Task inputs:
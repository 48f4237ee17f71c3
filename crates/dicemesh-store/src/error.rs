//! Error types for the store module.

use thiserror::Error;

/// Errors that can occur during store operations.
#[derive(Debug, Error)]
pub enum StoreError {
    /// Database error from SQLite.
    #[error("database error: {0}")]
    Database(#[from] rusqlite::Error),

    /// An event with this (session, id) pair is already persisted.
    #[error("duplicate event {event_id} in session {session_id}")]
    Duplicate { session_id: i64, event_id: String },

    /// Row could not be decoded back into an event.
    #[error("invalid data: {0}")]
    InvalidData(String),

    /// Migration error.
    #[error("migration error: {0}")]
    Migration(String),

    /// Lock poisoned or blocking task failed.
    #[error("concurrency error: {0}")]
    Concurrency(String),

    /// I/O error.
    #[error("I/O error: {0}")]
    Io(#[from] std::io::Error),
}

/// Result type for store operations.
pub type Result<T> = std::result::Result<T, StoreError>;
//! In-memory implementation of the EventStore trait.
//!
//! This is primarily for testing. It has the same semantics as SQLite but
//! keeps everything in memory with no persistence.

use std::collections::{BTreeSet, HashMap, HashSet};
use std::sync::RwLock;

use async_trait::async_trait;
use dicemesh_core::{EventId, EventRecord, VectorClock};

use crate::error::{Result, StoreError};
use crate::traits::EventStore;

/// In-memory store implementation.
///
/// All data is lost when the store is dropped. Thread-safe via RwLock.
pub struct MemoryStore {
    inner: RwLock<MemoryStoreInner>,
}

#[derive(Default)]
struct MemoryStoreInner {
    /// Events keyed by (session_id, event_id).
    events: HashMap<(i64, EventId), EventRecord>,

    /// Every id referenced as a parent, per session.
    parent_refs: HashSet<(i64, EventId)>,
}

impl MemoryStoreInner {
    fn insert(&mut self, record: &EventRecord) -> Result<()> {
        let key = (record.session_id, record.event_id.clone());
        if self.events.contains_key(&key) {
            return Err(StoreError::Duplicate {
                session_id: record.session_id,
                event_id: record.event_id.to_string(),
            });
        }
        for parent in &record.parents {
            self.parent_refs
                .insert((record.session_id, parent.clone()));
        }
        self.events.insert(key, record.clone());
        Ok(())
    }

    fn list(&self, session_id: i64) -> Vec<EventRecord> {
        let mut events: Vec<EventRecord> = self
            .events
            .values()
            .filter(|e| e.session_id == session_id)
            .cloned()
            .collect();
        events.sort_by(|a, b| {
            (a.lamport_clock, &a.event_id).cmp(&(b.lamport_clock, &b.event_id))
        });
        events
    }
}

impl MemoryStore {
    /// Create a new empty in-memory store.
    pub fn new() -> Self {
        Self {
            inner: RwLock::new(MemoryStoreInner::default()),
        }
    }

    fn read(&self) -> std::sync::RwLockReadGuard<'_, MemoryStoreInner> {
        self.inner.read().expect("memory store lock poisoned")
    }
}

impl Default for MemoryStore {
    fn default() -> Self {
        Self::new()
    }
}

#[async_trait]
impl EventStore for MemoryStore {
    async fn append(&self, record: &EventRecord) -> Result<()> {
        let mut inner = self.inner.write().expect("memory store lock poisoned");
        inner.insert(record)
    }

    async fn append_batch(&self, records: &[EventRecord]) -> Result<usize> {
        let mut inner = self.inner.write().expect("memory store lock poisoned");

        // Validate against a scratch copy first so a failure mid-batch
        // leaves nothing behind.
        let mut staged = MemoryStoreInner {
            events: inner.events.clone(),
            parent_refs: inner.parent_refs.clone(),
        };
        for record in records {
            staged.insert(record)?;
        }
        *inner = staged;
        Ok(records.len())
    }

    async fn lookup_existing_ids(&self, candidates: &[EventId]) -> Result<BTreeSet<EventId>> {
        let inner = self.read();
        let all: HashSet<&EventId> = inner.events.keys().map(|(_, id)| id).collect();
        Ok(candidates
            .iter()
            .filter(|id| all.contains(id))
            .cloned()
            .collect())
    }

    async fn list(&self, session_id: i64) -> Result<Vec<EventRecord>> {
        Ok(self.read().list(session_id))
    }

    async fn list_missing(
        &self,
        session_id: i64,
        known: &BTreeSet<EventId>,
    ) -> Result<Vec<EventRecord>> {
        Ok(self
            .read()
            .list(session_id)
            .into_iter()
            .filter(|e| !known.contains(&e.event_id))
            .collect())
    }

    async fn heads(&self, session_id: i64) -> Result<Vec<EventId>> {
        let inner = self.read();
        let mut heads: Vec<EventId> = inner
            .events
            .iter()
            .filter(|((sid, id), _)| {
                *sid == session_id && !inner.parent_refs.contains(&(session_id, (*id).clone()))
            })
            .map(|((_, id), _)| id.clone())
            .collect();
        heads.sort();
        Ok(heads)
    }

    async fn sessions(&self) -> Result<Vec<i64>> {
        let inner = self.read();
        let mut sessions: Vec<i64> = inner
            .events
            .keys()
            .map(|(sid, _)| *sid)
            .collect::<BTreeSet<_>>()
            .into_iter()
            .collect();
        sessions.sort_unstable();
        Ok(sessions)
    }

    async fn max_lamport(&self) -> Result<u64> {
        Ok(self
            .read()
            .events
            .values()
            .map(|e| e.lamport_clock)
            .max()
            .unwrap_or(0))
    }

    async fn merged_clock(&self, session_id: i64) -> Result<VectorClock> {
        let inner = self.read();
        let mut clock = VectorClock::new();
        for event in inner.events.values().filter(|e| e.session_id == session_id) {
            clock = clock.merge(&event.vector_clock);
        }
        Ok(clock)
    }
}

...

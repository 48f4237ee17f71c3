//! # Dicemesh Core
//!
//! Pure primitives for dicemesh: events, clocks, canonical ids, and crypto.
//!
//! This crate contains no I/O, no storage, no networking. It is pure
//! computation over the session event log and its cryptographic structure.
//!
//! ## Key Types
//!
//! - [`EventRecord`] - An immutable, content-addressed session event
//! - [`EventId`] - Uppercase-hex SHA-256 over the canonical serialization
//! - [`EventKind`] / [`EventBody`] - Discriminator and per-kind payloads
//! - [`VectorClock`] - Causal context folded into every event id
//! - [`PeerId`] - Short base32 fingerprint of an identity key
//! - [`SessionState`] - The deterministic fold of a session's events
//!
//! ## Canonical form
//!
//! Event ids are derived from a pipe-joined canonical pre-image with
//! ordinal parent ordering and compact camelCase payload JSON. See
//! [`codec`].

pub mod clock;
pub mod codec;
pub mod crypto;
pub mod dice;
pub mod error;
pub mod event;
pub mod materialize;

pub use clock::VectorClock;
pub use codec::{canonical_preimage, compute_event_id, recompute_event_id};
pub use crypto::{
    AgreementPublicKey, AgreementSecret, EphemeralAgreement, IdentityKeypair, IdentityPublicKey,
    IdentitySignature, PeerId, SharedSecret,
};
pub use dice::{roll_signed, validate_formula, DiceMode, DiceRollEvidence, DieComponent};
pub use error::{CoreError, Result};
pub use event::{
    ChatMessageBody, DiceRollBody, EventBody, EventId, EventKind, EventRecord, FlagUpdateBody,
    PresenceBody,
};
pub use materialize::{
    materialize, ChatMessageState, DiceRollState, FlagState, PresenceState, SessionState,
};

Task brief: Every line containing the word "EventBody" must be copied from the material above.

Task solution:
//! - [`EventKind`] / [`EventBody`] - Discriminator and per-kind payloads
    ChatMessageBody, DiceRollBody, EventBody, EventId, EventKind, EventRecord, FlagUpdateBody,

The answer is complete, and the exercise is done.